##### DATASET RECORDS #####
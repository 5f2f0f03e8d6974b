//! Key and fingerprint derivation.

use nimbus_core::{AssetType, Error, Result};
use sha2::{Digest, Sha256};

/// Content fingerprint: SHA-256 of the bytes, hex encoded.
pub fn fingerprint(bytes: &[u8]) -> String {
    hex::encode(Sha256::digest(bytes))
}

/// File key of a compiled text bundle, e.g. `js/compiled.abc123.js`.
pub fn text_key(asset_type: AssetType, fingerprint: &str) -> String {
    let ext = asset_type.extension();
    format!("{}/compiled.{}.{}", ext, fingerprint, ext)
}

/// File key of an image: the virtual path without leading separators.
pub fn image_key(virtual_path: &str) -> String {
    virtual_path.trim_start_matches('/').to_string()
}

/// Lock name for a file key, scoped to one distributor target.
///
/// Hashed so arbitrary keys map onto a filename-safe namespace.
pub fn lock_name(scope: &str, key: &str) -> String {
    let mut hasher = Sha256::new();
    hasher.update(scope.as_bytes());
    hasher.update([0u8]);
    hasher.update(key.as_bytes());
    let hash = hasher.finalize();
    format!("cdn-{}", hex::encode(&hash[..16]))
}

/// Reject keys that cannot be stored or would escape the base path.
pub fn validate_key(key: &str) -> Result<()> {
    if key.is_empty() {
        return Err(Error::InvalidKey("key is empty".into()));
    }
    if key.contains('\\') {
        return Err(Error::InvalidKey(format!("{} contains a backslash", key)));
    }
    if key.split('/').any(|segment| segment == "..") {
        return Err(Error::InvalidKey(format!("{} contains '..'", key)));
    }
    if key.chars().any(char::is_control) {
        return Err(Error::InvalidKey(format!("{:?} contains control characters", key)));
    }
    Ok(())
}

pub fn validate_fingerprint(fingerprint: &str) -> Result<()> {
    if fingerprint.trim().is_empty() {
        return Err(Error::InvalidKey("fingerprint is empty".into()));
    }
    Ok(())
}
#####
● YOUR OBJECTIVE: Both the line containing "let ext = asset_type.extension();" and the line containing "hasher.update(scope.as_bytes());" belong in the answer. Print them and every line above that falls between them exactly, and no others.

● ANSWER SPACE:
    let ext = asset_type.extension();
    format!("{}/compiled.{}.{}", ext, fingerprint, ext)
}

/// File key of an image: the virtual path without leading separators.
pub fn image_key(virtual_path: &str) -> String {
    virtual_path.trim_start_matches('/').to_string()
}

/// Lock name for a file key, scoped to one distributor target.
///
/// Hashed so arbitrary keys map onto a filename-safe namespace.
pub fn lock_name(scope: &str, key: &str) -> String {
    let mut hasher = Sha256::new();
    hasher.update(scope.as_bytes());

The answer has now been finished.